■ Work task:
In the data, extract each line that holds the string "attempts".

⁂

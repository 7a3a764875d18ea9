use std::sync::Arc;
use std::sync::atomic::{AtomicUsize, Ordering};

use chrono::NaiveDate;
use flagkit_flags::{
    EvaluationContext, FixedClock, FlagDefinition, FlagError, FlagRegistry, FlagService,
    LifecycleStage, Mode, ModeGates, Role, TelemetrySink, UsageBuffer, UsageRecord,
};
use pretty_assertions::assert_eq;

/// Sink that rejects every record.
#[derive(Default)]
struct FailingSink {
    attempts: AtomicUsize,
}

impl TelemetrySink for FailingSink {
    fn record(&self, _record: UsageRecord) -> flagkit_flags::Result<()> {
        self.attempts.fetch_add(1, Ordering::SeqCst);
        Err(FlagError::Telemetry("collector offline".to_string()))
    }
}

fn registry() -> FlagRegistry {
    FlagRegistry::from_definitions([
        FlagDefinition {
            id: "messaging".to_string(),
            mode_gates: ModeGates::new(true, true, true),
            created_at: "2024-01-10".to_string(),
            ..Default::default()
        },
        FlagDefinition {
            id: "legacyInbox".to_string(),
            mode_gates: ModeGates::new(true, true, false),
            lifecycle_stage: LifecycleStage::Deprecated,
            expires_at: Some("2024-06-01".to_string()),
            replaced_by: Some("messaging".to_string()),
            owner: Some("inbox-team".to_string()),
            ..Default::default()
        },
        FlagDefinition {
            id: "recruiterTools".to_string(),
            mode_gates: ModeGates::new(false, false, true),
            required_roles: vec![Role::from("recruiter"), Role::from("admin")],
            ..Default::default()
        },
        FlagDefinition {
            id: "brokenExpiry".to_string(),
            mode_gates: ModeGates::new(true, true, true),
            expires_at: Some("soon".to_string()),
            ..Default::default()
        },
    ])
    .unwrap()
}

fn service_with_buffer() -> (FlagService, Arc<UsageBuffer>) {
    let buffer = Arc::new(UsageBuffer::new());
    let clock = FixedClock::on(NaiveDate::from_ymd_opt(2025, 1, 15).unwrap());
    let service = FlagService::new(registry(), Arc::new(clock), buffer.clone());
    (service, buffer)
}

#[test]
fn every_evaluation_counts_once() {
    let (service, _) = service_with_buffer();
    let live = EvaluationContext::new(Mode::Live);

    assert!(service.is_enabled("messaging", &live).unwrap());
    assert!(!service.is_enabled("legacyInbox", &live).unwrap());
    assert!(!service.is_enabled("legacyInbox", &live).unwrap());

    assert_eq!(service.usage_count("messaging"), Some(1));
    assert_eq!(service.usage_count("legacyInbox"), Some(2));
    assert_eq!(service.usage_count("recruiterTools"), Some(0));
}

#[test]
fn sink_failure_does_not_change_the_decision() {
    let sink = Arc::new(FailingSink::default());
    let service = FlagService::new(
        registry(),
        Arc::new(FixedClock::on(NaiveDate::from_ymd_opt(2025, 1, 15).unwrap())),
        sink.clone(),
    );
    let ctx = EvaluationContext::new(Mode::Live).with_role("recruiter");

    assert!(service.is_enabled("recruiterTools", &ctx).unwrap());
    assert!(!service.is_enabled("legacyInbox", &ctx).unwrap());
    assert_eq!(service.usage_count("recruiterTools"), Some(1));
    assert_eq!(service.usage_count("legacyInbox"), Some(1));
    assert_eq!(sink.attempts.load(Ordering::SeqCst), 2);
    assert!(service.collect_usage_data().is_empty());
}

#[test]
fn records_carry_context_and_drain_resets() {
    let (service, buffer) = service_with_buffer();
    let ctx = EvaluationContext::new(Mode::Demo)
        .with_role("member")
        .with_screen("ProfileScreen");

    service.is_enabled("messaging", &ctx).unwrap();
    service.is_enabled("recruiterTools", &ctx).unwrap();
    assert_eq!(buffer.len(), 2);

    let drained = service.collect_usage_data();
    assert_eq!(drained.len(), 2);
    assert_eq!(drained[0].flag_id, "messaging");
    assert!(drained[0].enabled);
    assert_eq!(drained[0].screen_name.as_deref(), Some("ProfileScreen"));
    assert_eq!(drained[0].role, Some(Role::from("member")));
    assert_eq!(drained[1].flag_id, "recruiterTools");
    assert!(!drained[1].enabled);

    assert!(service.collect_usage_data().is_empty());
    // Drain does not reset the counters.
    assert_eq!(service.usage_count("messaging"), Some(1));
}

#[test]
fn usage_stats_snapshot() {
    let (service, _) = service_with_buffer();
    let ctx = EvaluationContext::new(Mode::Development);
    service.is_enabled("legacyInbox", &ctx).unwrap();
    service.is_enabled("brokenExpiry", &ctx).unwrap();

    let stats = service.usage_stats();
    assert_eq!(stats.len(), 4);
    let legacy = &stats["legacyInbox"];
    assert_eq!(legacy.usage_count, 1);
    assert_eq!(legacy.lifecycle_stage, LifecycleStage::Deprecated);
    assert!(legacy.is_expired);
    assert!(!stats["messaging"].is_expired);
    assert!(!stats["brokenExpiry"].is_expired);
}

#[test]
fn unknown_flag_is_an_error() {
    let (service, buffer) = service_with_buffer();
    let err = service
        .is_enabled("nope", &EvaluationContext::new(Mode::Live))
        .unwrap_err();
    assert!(matches!(err, FlagError::UnknownFlag(id) if id == "nope"));
    assert!(buffer.is_empty());
}

#[test]
fn lookup_surface() {
    let (service, _) = service_with_buffer();
    assert_eq!(
        service.all_feature_names(),
        vec!["messaging", "legacyInbox", "recruiterTools", "brokenExpiry"]
    );
    let config = service.feature_config("legacyInbox").unwrap();
    assert_eq!(config.replaced_by.as_deref(), Some("messaging"));
    assert_eq!(config.owner_or_unknown(), "inbox-team");
}
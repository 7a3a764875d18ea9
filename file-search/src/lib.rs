//! Literal text search over a source tree.
//!
//! Walks one or more roots with the `ignore` crate (so `.gitignore`,
//! `.ignore` and hidden-file rules apply), keeps files whose extension is
//! in the allow-list, and reports every line containing any of the needles.
//! Results are ordered by path, then line.

use std::path::{Path, PathBuf};

use anyhow::Context;
use ignore::WalkBuilder;
use serde::Serialize;

#[derive(Debug, Clone, Default)]
pub struct SearchOptions {
    /// Roots to walk, relative to the search base. Empty means the base itself.
    pub roots: Vec<PathBuf>,
    /// File extensions to include, without the dot. Empty means all files.
    pub extensions: Vec<String>,
    /// Paths (relative to the base) that are never reported.
    pub exclude: Vec<PathBuf>,
}

/// One matching line.
#[derive(Debug, Clone, PartialEq, Eq, Serialize)]
pub struct LineMatch {
    /// Path relative to the search base.
    pub path: PathBuf,
    /// 1-based.
    pub line_number: usize,
    pub line: String,
}

pub fn search_literal(
    base: &Path,
    options: &SearchOptions,
    needles: &[String],
) -> anyhow::Result<Vec<LineMatch>> {
    let mut matches = Vec::new();
    if needles.is_empty() {
        return Ok(matches);
    }

    for file in candidate_files(base, options)? {
        let absolute = base.join(&file);
        let contents = match std::fs::read_to_string(&absolute) {
            Ok(contents) => contents,
            Err(err) if err.kind() == std::io::ErrorKind::InvalidData => {
                tracing::debug!(path = %file.display(), "Skipping non-UTF-8 file");
                continue;
            }
            Err(err) => {
                return Err(err).with_context(|| format!("reading {}", absolute.display()));
            }
        };

        for (idx, line) in contents.lines().enumerate() {
            if needles.iter().any(|needle| line.contains(needle.as_str())) {
                matches.push(LineMatch {
                    path: file.clone(),
                    line_number: idx + 1,
                    line: line.to_string(),
                });
            }
        }
    }

    Ok(matches)
}

/// Files under the configured roots, relative to `base`, sorted.
pub fn candidate_files(base: &Path, options: &SearchOptions) -> anyhow::Result<Vec<PathBuf>> {
    let roots: Vec<PathBuf> = if options.roots.is_empty() {
        vec![base.to_path_buf()]
    } else {
        options.roots.iter().map(|root| base.join(root)).collect()
    };

    let mut files = Vec::new();
    for root in roots {
        if !root.exists() {
            tracing::warn!(root = %root.display(), "Search root does not exist; skipping");
            continue;
        }

        let walker = WalkBuilder::new(&root)
            .require_git(false)
            .sort_by_file_path(|a, b| a.cmp(b))
            .build();

        for entry in walker {
            let entry = entry.with_context(|| format!("walking {}", root.display()))?;
            if !entry.file_type().is_some_and(|ft| ft.is_file()) {
                continue;
            }
            let path = entry.path();
            if !has_allowed_extension(path, &options.extensions) {
                continue;
            }
            let relative = path.strip_prefix(base).unwrap_or(path).to_path_buf();
            if options.exclude.iter().any(|ex| ex == &relative) {
                continue;
            }
            files.push(relative);
        }
    }

    files.sort();
    files.dedup();
    Ok(files)
}

fn has_allowed_extension(path: &Path, extensions: &[String]) -> bool {
    if extensions.is_empty() {
        return true;
    }
    path.extension()
        .and_then(|ext| ext.to_str())
        .is_some_and(|ext| extensions.iter().any(|allowed| allowed == ext))
}

#[cfg(test)]
mod tests {
    use super::*;
    use pretty_assertions::assert_eq;
    use std::fs;
    use tempfile::TempDir;

    fn write(base: &Path, rel: &str, contents: &str) {
        let path = base.join(rel);
        fs::create_dir_all(path.parent().unwrap()).unwrap();
        fs::write(path, contents).unwrap();
    }

    fn options(exts: &[&str]) -> SearchOptions {
        SearchOptions {
            roots: vec![PathBuf::from("src")],
            extensions: exts.iter().map(|e| e.to_string()).collect(),
            exclude: Vec::new(),
        }
    }

    #[test]
    fn finds_lines_in_allowed_extensions() {
        let dir = TempDir::new().unwrap();
        write(dir.path(), "src/a.ts", "const x = 1;\nif (isEnabled('events')) {}\n");
        write(dir.path(), "src/nested/b.tsx", "isEnabled('events')\n");
        write(dir.path(), "src/readme.md", "isEnabled('events')\n");
        write(dir.path(), "other/c.ts", "isEnabled('events')\n");

        let found = search_literal(
            dir.path(),
            &options(&["ts", "tsx"]),
            &["isEnabled('events'".to_string()],
        )
        .unwrap();

        assert_eq!(
            found,
            vec![
                LineMatch {
                    path: PathBuf::from("src/a.ts"),
                    line_number: 2,
                    line: "if (isEnabled('events')) {}".to_string(),
                },
                LineMatch {
                    path: PathBuf::from("src/nested/b.tsx"),
                    line_number: 1,
                    line: "isEnabled('events')".to_string(),
                },
            ]
        );
    }

    #[test]
    fn respects_gitignore_and_exclusions() {
        let dir = TempDir::new().unwrap();
        write(dir.path(), ".gitignore", "src/generated/\n");
        write(dir.path(), "src/generated/out.ts", "isEnabled('events')\n");
        write(dir.path(), "src/config/flags.ts", "isEnabled('events')\n");
        write(dir.path(), "src/screen.ts", "isEnabled('events')\n");

        let mut opts = options(&["ts"]);
        opts.exclude.push(PathBuf::from("src/config/flags.ts"));
        let files: Vec<PathBuf> =
            search_literal(dir.path(), &opts, &["isEnabled('events'".to_string()])
                .unwrap()
                .into_iter()
                .map(|m| m.path)
                .collect();

        assert_eq!(files, vec![PathBuf::from("src/screen.ts")]);
    }

    #[test]
    fn missing_root_yields_nothing() {
        let dir = TempDir::new().unwrap();
        let found =
            search_literal(dir.path(), &options(&[]), &["anything".to_string()]).unwrap();
        assert!(found.is_empty());
    }
}
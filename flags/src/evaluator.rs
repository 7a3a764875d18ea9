//! Pure flag decision logic.
//!
//! Precedence, first match wins:
//! 1. `force_enabled` → on
//! 2. `force_disabled` → off
//! 3. live mode with a closed live gate → off
//! 4. role gate: live combines with AND, every other mode with OR
//! 5. the mode gate alone
//!
//! The AND/OR split in step 4 is long-standing behaviour that callers rely
//! on; it is kept as is.

use chrono::{DateTime, NaiveDate, Utc};

use crate::types::{EvaluationContext, FlagDefinition, Mode};

/// Decide whether `flag` is active for `ctx`. No side effects.
pub fn decide(flag: &FlagDefinition, ctx: &EvaluationContext) -> bool {
    if flag.force_enabled {
        return true;
    }
    if flag.force_disabled {
        return false;
    }

    let mode_base = flag.mode_gates.for_mode(ctx.mode);

    // Fail closed in production.
    if ctx.mode == Mode::Live && !mode_base {
        return false;
    }

    if flag.required_roles.is_empty() {
        return mode_base;
    }

    let Some(role) = ctx.role.as_ref() else {
        return false;
    };
    let has_role = flag.required_roles.contains(role);

    if ctx.mode == Mode::Live {
        mode_base && has_role
    } else {
        mode_base || has_role
    }
}

/// Result of interpreting a flag's `expires_at`.
#[derive(Debug, Clone, PartialEq, Eq)]
pub enum ExpiryStatus {
    NoExpiry,
    Active { expires_at: DateTime<Utc> },
    Expired { expires_at: DateTime<Utc> },
    /// Unparseable expiry; treated as not expired.
    Malformed { raw: String },
}

impl ExpiryStatus {
    pub fn is_expired(&self) -> bool {
        matches!(self, ExpiryStatus::Expired { .. })
    }
}

/// Parse an expiry written either as `YYYY-MM-DD` (midnight UTC) or as an
/// RFC 3339 timestamp.
pub fn parse_expiry(raw: &str) -> Option<DateTime<Utc>> {
    let raw = raw.trim();
    if let Ok(date) = NaiveDate::parse_from_str(raw, "%Y-%m-%d") {
        return Some(date.and_time(chrono::NaiveTime::MIN).and_utc());
    }
    DateTime::parse_from_rfc3339(raw)
        .ok()
        .map(|dt| dt.with_timezone(&Utc))
}

pub fn expiry_status(flag: &FlagDefinition, now: DateTime<Utc>) -> ExpiryStatus {
    let Some(raw) = flag.expires_at.as_deref() else {
        return ExpiryStatus::NoExpiry;
    };
    match parse_expiry(raw) {
        Some(expires_at) if expires_at < now => ExpiryStatus::Expired { expires_at },
        Some(expires_at) => ExpiryStatus::Active { expires_at },
        None => ExpiryStatus::Malformed {
            raw: raw.to_string(),
        },
    }
}

#[cfg(test)]
mod tests {
    use super::*;
    use crate::types::{ModeGates, Role};

    fn flag(gates: ModeGates, roles: &[&str]) -> FlagDefinition {
        FlagDefinition {
            id: "connectionRequests".to_string(),
            mode_gates: gates,
            required_roles: roles.iter().map(|r| Role::from(*r)).collect(),
            ..Default::default()
        }
    }

    fn ctx(mode: Mode, role: Option<&str>) -> EvaluationContext {
        let ctx = EvaluationContext::new(mode);
        match role {
            Some(role) => ctx.with_role(role),
            None => ctx,
        }
    }

    #[test]
    fn force_enabled_wins_everywhere() {
        let mut f = flag(ModeGates::new(false, false, false), &["admin"]);
        f.force_enabled = true;
        f.force_disabled = true;
        for mode in Mode::all() {
            for role in [None, Some("admin"), Some("guest")] {
                assert!(decide(&f, &ctx(mode, role)), "{mode} / {role:?}");
            }
        }
    }

    #[test]
    fn force_disabled_loses_to_nothing_else() {
        let mut f = flag(ModeGates::new(true, true, true), &[]);
        f.force_disabled = true;
        for mode in Mode::all() {
            for role in [None, Some("admin")] {
                assert!(!decide(&f, &ctx(mode, role)), "{mode} / {role:?}");
            }
        }
    }

    #[test]
    fn live_with_roles_is_gate_and_role() {
        for gate in [true, false] {
            let f = flag(ModeGates::new(false, false, gate), &["admin", "premium"]);
            assert_eq!(decide(&f, &ctx(Mode::Live, Some("admin"))), gate);
            assert!(!decide(&f, &ctx(Mode::Live, Some("member"))));
            assert!(!decide(&f, &ctx(Mode::Live, None)));
        }
    }

    #[test]
    fn non_live_with_roles_is_gate_or_role() {
        for mode in [Mode::Development, Mode::Demo] {
            for gate in [true, false] {
                let gates = match mode {
                    Mode::Development => ModeGates::new(gate, false, false),
                    _ => ModeGates::new(false, gate, false),
                };
                let f = flag(gates, &["admin"]);
                assert!(decide(&f, &ctx(mode, Some("admin"))));
                assert_eq!(decide(&f, &ctx(mode, Some("member"))), gate);
                // No role present short-circuits to off even when the gate is open.
                assert!(!decide(&f, &ctx(mode, None)));
            }
        }
    }

    #[test]
    fn without_roles_the_mode_gate_decides() {
        let f = flag(ModeGates::new(true, false, true), &[]);
        assert!(decide(&f, &ctx(Mode::Development, None)));
        assert!(!decide(&f, &ctx(Mode::Demo, Some("admin"))));
        assert!(decide(&f, &ctx(Mode::Live, None)));
    }

    #[test]
    fn expiry_parsing() {
        let now = parse_expiry("2025-03-01T12:00:00Z").unwrap();

        let mut f = flag(ModeGates::default(), &[]);
        assert_eq!(expiry_status(&f, now), ExpiryStatus::NoExpiry);

        f.expires_at = Some("2025-02-28".to_string());
        assert!(expiry_status(&f, now).is_expired());

        f.expires_at = Some("2025-03-02".to_string());
        assert!(matches!(
            expiry_status(&f, now),
            ExpiryStatus::Active { .. }
        ));

        f.expires_at = Some("2025-03-01T11:59:59+00:00".to_string());
        assert!(expiry_status(&f, now).is_expired());

        f.expires_at = Some("next quarter".to_string());
        let status = expiry_status(&f, now);
        assert!(!status.is_expired());
        assert_eq!(
            status,
            ExpiryStatus::Malformed {
                raw: "next quarter".to_string()
            }
        );
    }
}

⁂

■ Reply:
    attempts: AtomicUsize,
        self.attempts.fetch_add(1, Ordering::SeqCst);
    assert_eq!(sink.attempts.load(Ordering::SeqCst), 2);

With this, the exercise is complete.